"I saw the kids in my extended family going down that wrong path," says Donaldson, seated in front of his A's locker after a late February workout in Phoenix. As loud as his actions are on the field, he's strikingly quiet and reserved off it. With a subtle Southern twang and a voice that has a tendency to crackle, he sounds somewhat like Bill Clinton. "I didn't want to be part of that." Instead, he wanted to be a major leaguer. He needed to be a major leaguer.
He needed it so badly that he spent entire days throwing at the black square on the faded wooden fence. He needed it so badly that when he was in the 10th grade, when his friends grew tired of his look-at-me act after he made the Pace High varsity squad ("They were saying things a mother does not want to hear," says French), he transferred to Faith Academy in Mobile, Ala., a blue-chip baseball program -- even though it meant waking up at 5 a.m., driving an hour and a half each way and not getting home until 9 or 10 at night before the two moved to Alabama. He needed it so badly that in 2012, five years after the Cubs drafted him as a catcher (first round out of Auburn) and four years after they gave up on him before he ever played a major league game (he was dealt to Oakland in 2008), he was willing to start all over again.

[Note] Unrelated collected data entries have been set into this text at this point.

//! The command router: drives the store-query and enrichment paths for one
//! inbound message and produces the reply.

use std::collections::HashMap;
use std::sync::Arc;

use chrono::Utc;
use reqwest::Client;
use tracing::{error, info};

use linkdrop_core::{
    Category, IncomingMessage, ItemKind, ItemStatus, ItemStore, MediaMirror, MirroredMedia,
    SavedItem,
};
use linkdrop_enrich::EnrichmentClient;

use crate::command::{classify_command, Command};
use crate::ingest::{ingest_link, Saver};
use crate::reply::{format_preview, FailedAction, Reply};

/// Platform label stamped on mirrored screenshots.
const SCREENSHOT_SOURCE: &str = "WhatsApp";

pub struct CommandRouter {
    store: Arc<dyn ItemStore>,
    media: Arc<dyn MediaMirror>,
    enrichment: Option<EnrichmentClient>,
    http: Client,
    sender_names: HashMap<String, String>,
}

impl CommandRouter {
    pub fn new(
        store: Arc<dyn ItemStore>,
        media: Arc<dyn MediaMirror>,
        enrichment: Option<EnrichmentClient>,
        http: Client,
        sender_names: HashMap<String, String>,
    ) -> Self {
        Self {
            store,
            media,
            enrichment,
            http,
            sender_names,
        }
    }

    /// Handle one inbound message end to end.
    pub async fn handle(&self, message: &IncomingMessage) -> Reply {
        let command = classify_command(&message.body, !message.attachments.is_empty());
        info!(sender = %message.sender, ?command, "routing message");

        match command {
            Command::SaveMedia => self.save_media(message).await,
            Command::Show => self.show(false).await,
            Command::ShowAndClear => self.show(true).await,
            Command::Clear => self.clear().await,
            Command::SaveLink(url) => {
                let url = url.to_string();
                self.save_link(message, &url).await
            }
            Command::Prompt => Reply::Prompt,
        }
    }

    async fn show(&self, clear_after: bool) -> Reply {
        let items = match self.store.list().await {
            Ok(items) => items,
            Err(e) => {
                error!(error = %e, "inbox fetch failed");
                return Reply::Error { action: FailedAction::Fetch };
            }
        };

        if items.is_empty() {
            return Reply::EmptyInbox;
        }

        let preview = format_preview(&items);
        if clear_after {
            if let Err(e) = self.store.delete_all().await {
                error!(error = %e, "clear after viewing failed");
                return Reply::Error { action: FailedAction::Clear };
            }
            Reply::InboxCleared { preview }
        } else {
            Reply::Inbox { preview }
        }
    }

    async fn clear(&self) -> Reply {
        match self.store.delete_all().await {
            Ok(()) => Reply::Cleared,
            Err(e) => {
                error!(error = %e, "clear failed");
                Reply::Error { action: FailedAction::Clear }
            }
        }
    }

    async fn save_link(&self, message: &IncomingMessage, url: &str) -> Reply {
        let saver = self.saver(&message.sender);
        let item = ingest_link(&self.http, self.enrichment.as_ref(), url, &saver, Utc::now()).await;

        match self.store.create(item).await {
            Ok(stored) => Reply::Saved { title: stored.item.title },
            Err(e) => {
                error!(url, error = %e, "item create failed");
                Reply::Error { action: FailedAction::Save }
            }
        }
    }

    async fn save_media(&self, message: &IncomingMessage) -> Reply {
        let results = match self.media.mirror_all(&message.attachments).await {
            Ok(results) => results,
            Err(e) => {
                error!(error = %e, "media mirroring unavailable");
                return Reply::Error { action: FailedAction::Media };
            }
        };

        let saver = self.saver(&message.sender);
        let mut saved = 0;
        let mut failed = 0;
        for result in results {
            match result {
                Ok(mirrored) => match self.store.create(screenshot_item(&mirrored, &saver)).await {
                    Ok(_) => saved += 1,
                    Err(e) => {
                        error!(error = %e, "screenshot create failed");
                        failed += 1;
                    }
                },
                Err(_) => failed += 1,
            }
        }

        if saved == 0 {
            Reply::Error { action: FailedAction::Media }
        } else {
            Reply::MediaSaved { saved, failed }
        }
    }

    fn saver(&self, sender: &str) -> Saver {
        let number = sender.strip_prefix("whatsapp:").unwrap_or(sender);
        let display_name = self
            .sender_names
            .get(sender)
            .or_else(|| self.sender_names.get(number))
            .cloned()
            .unwrap_or_else(|| number.to_string());
        Saver {
            display_name,
            number: sender.to_string(),
        }
    }
}

fn screenshot_item(mirrored: &MirroredMedia, saver: &Saver) -> SavedItem {
    SavedItem {
        title: "Screenshot".to_string(),
        page_title: None,
        url: mirrored.public_url.clone(),
        kind: ItemKind::Image,
        tags: vec!["screenshot".to_string()],
        category: Category::Screenshots,
        status: ItemStatus::Inbox,
        summary: None,
        source: SCREENSHOT_SOURCE.to_string(),
        saved_by: saver.display_name.clone(),
        saved_by_number: saver.number.clone(),
        timestamp: Utc::now(),
        viewed_at: None,
    }
}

THE BREAK Josh Donaldson needed came on the first day of spring training 2012, when regular A's third baseman Scott Sizemore shredded his knee during a bunt drill. At the time, Donaldson was a catcher who'd appeared in just 14 MLB games and was running out of minor league options. But he was also standing nearby as Sizemore was taken off the field. "You want me to go over there?" he asked manager Bob Melvin, pointing to third. "Yeah, go over there," said the skipper.
"Over there" is where Josh Donaldson has lived ever since, becoming one of the best third basemen in the game. And while the move may seem like a fateful stroke of luck, it had more to do with Josh's preparing himself for just such an opportunity. Following a particularly discouraging 2011 season, toiling in Triple-A without being called up once (he had two cups of coffee the year before), Donaldson figured he could stand to become a little more marketable. So he took it upon himself to go to the Dominican Republic and learn a new skill: third base. Technically, it wasn't entirely new. He'd been a shortstop in high school and had played some third in college. But he'd spent the bulk of the previous seven years behind the plate, having volunteered to convert to catcher as a freshman at Auburn. Not that he was going to let a small detail like that stop him. "JD is the first person to drop an F-bomb on you if you don't believe in him," says A's third-base coach Mike Gallego. "He's out to prove you wrong."

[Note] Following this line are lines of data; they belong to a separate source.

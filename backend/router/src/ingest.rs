//! Link enrichment and item assembly.
//!
//! Deterministic classification always runs and is the source of truth for
//! category/tags/source; the AI stage may only override title and summary.

use chrono::{DateTime, Utc};
use reqwest::Client;
use tracing::warn;

use linkdrop_classify::{classify, heuristic_title, normalize_url};
use linkdrop_core::{ItemKind, ItemStatus, SavedItem};
use linkdrop_enrich::EnrichmentClient;
use linkdrop_metadata::fetch_metadata;

/// Who is saving the item.
#[derive(Debug, Clone)]
pub struct Saver {
    pub display_name: String,
    pub number: String,
}

/// Run the full enrichment pipeline for one URL and assemble the draft item.
///
/// Never fails: metadata degrades to `None`s and a failed AI stage is logged
/// and skipped. Only the subsequent persist can surface an error.
pub async fn ingest_link(
    http: &Client,
    enrichment: Option<&EnrichmentClient>,
    raw_url: &str,
    saver: &Saver,
    now: DateTime<Utc>,
) -> SavedItem {
    let url = normalize_url(raw_url);
    let classification = classify(&url);
    let meta = fetch_metadata(http, &url).await;

    let ai = match enrichment {
        Some(client) => match client.enrich(&url, &meta).await {
            Ok(enrichment) => Some(enrichment),
            Err(e) => {
                warn!(url = %url, error = %e, "AI enrichment failed; continuing without it");
                None
            }
        },
        None => None,
    };

    // Title precedence: AI title, then page title, then the category
    // heuristic. Summary precedence: AI summary, then page description.
    let title = ai
        .as_ref()
        .map(|a| a.title.clone())
        .or_else(|| meta.title.clone())
        .unwrap_or_else(|| heuristic_title(classification.category).to_string());
    let summary = ai.as_ref().map(|a| a.summary.clone()).or_else(|| meta.description.clone());

    SavedItem {
        title,
        page_title: meta.title,
        url,
        kind: ItemKind::Link,
        tags: classification.tags,
        category: classification.category,
        status: ItemStatus::Inbox,
        summary,
        source: classification.source,
        saved_by: saver.display_name.clone(),
        saved_by_number: saver.number.clone(),
        timestamp: now,
        viewed_at: None,
    }
}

In fact, Donaldson took to his new position so quickly that he fooled his manager that winter in the Dominican, former big league third baseman Ken Oberkfell. "I didn't even realize he was a catcher," says Oberkfell. Donaldson had the natural ability for the position: As a senior at Faith Academy, he decided a week before football season to play cornerback, then proceeded to lead all of Alabama with 11 interceptions and finished second in the state in punting. More important, he had the workaholic mentality, forged at a young age out of a necessity to outrun his legacy.